What this task involves: Return all lines of the records that contain the word "Result".

——

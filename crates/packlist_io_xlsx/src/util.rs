//! Stateless helper utilities used by the sheet model, reader and writer.

use std::collections::BTreeSet;

use crate::conf::{
    C_EXCEL_RESERVED_SHEET_NAME, N_LEN_EXCEL_SHEET_NAME_MAX, N_NCOLS_EXCEL_MAX, N_NROWS_EXCEL_MAX,
    TUP_EXCEL_ILLEGAL,
};

/// Base-name length kept when a collision suffix is appended.
const N_LEN_SHEET_NAME_BASE_ON_COLLISION: usize = 28;

////////////////////////////////////////////////////////////////////////////////
// #region SheetNormalization

/// Replace invalid chars and trim to valid Excel sheet name.
///
/// Names may not start or end with `'`, and the reserved `History` gets `replace_to` appended.
pub fn sanitize_sheet_name(name: &str, replace_to: &str) -> String {
    let mut c_name = name.to_string();
    for c_illegal in TUP_EXCEL_ILLEGAL {
        c_name = c_name.replace(c_illegal, replace_to);
    }
    c_name = trim_sheet_name(&c_name).to_string();
    if c_name.is_empty() {
        c_name = "Sheet".to_string();
    }
    if c_name.eq_ignore_ascii_case(C_EXCEL_RESERVED_SHEET_NAME) {
        c_name.push_str(if replace_to.is_empty() { "_" } else { replace_to });
    }

    let c_name: String = c_name.chars().take(N_LEN_EXCEL_SHEET_NAME_MAX).collect();
    trim_sheet_name(&c_name).to_string()
}

fn trim_sheet_name(name: &str) -> &str {
    name.trim_matches(|chr: char| chr.is_whitespace() || chr == '\'')
}

/// Create suffixed sheet name (`base_2`, `base_3`, ...), respecting length cap.
pub fn create_sheet_identifier(base_name: &str, suffix_idx: usize) -> String {
    let c_sheet_name_suffix = format!("_{suffix_idx}");
    let n_len_base_name_max = usize::min(
        N_LEN_SHEET_NAME_BASE_ON_COLLISION,
        N_LEN_EXCEL_SHEET_NAME_MAX.saturating_sub(c_sheet_name_suffix.len()),
    );

    let c_sheet_name_base: String = base_name
        .chars()
        .take(usize::max(1, n_len_base_name_max))
        .collect();

    format!("{c_sheet_name_base}{c_sheet_name_suffix}")
}

/// Return `name` if unused, else the first free suffixed identifier.
///
/// Sheet names compare case-insensitively, so `set_names_existing` holds
/// lowercased names; the returned name keeps its case.
pub fn derive_unique_sheet_name(name: &str, set_names_existing: &mut BTreeSet<String>) -> String {
    if set_names_existing.insert(name.to_lowercase()) {
        return name.to_string();
    }

    let mut n_idx = 2usize;
    loop {
        let candidate = create_sheet_identifier(name, n_idx);
        if set_names_existing.insert(candidate.to_lowercase()) {
            return candidate;
        }
        n_idx += 1;
    }
}

// #endregion
////////////////////////////////////////////////////////////////////////////////
// #region CellAddressing

/// Zero-based column index to Excel letters (`0 -> A`, `27 -> AB`).
pub fn derive_column_letter(col_idx: usize) -> String {
    let mut n_rest = col_idx + 1;
    let mut l_chars = Vec::new();
    while n_rest > 0 {
        let n_rem = (n_rest - 1) % 26;
        l_chars.push((b'A' + n_rem as u8) as char);
        n_rest = (n_rest - 1) / 26;
    }
    l_chars.iter().rev().collect()
}

pub(crate) fn cast_row_num(value: usize) -> Result<u32, String> {
    if value >= N_NROWS_EXCEL_MAX {
        return Err(format!("row index overflow: {value}"));
    }
    u32::try_from(value).map_err(|_| format!("row index overflow: {value}"))
}

pub(crate) fn cast_col_num(value: usize) -> Result<u16, String> {
    if value >= N_NCOLS_EXCEL_MAX {
        return Err(format!("column index overflow: {value}"));
    }
    u16::try_from(value).map_err(|_| format!("column index overflow: {value}"))
}

// #endregion
////////////////////////////////////////////////////////////////////////////////
// #region RangeUtils

/// Convert sorted indices to contiguous inclusive ranges.
pub fn derive_contiguous_ranges(sorted_indices: &[usize]) -> Vec<(usize, usize)> {
    let Some(n_first) = sorted_indices.first() else {
        return vec![];
    };

    let mut l_contiguous_ranges = Vec::new();
    let mut n_idx_start = *n_first;
    let mut n_idx_end = *n_first;

    for idx in &sorted_indices[1..] {
        if *idx == n_idx_end + 1 {
            n_idx_end = *idx;
        } else {
            l_contiguous_ranges.push((n_idx_start, n_idx_end));
            n_idx_start = *idx;
            n_idx_end = *idx;
        }
    }

    l_contiguous_ranges.push((n_idx_start, n_idx_end));
    l_contiguous_ranges
}

// #endregion
////////////////////////////////////////////////////////////////////////////////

——

Output of the task:
pub(crate) fn cast_row_num(value: usize) -> Result<u32, String> {
pub(crate) fn cast_col_num(value: usize) -> Result<u16, String> {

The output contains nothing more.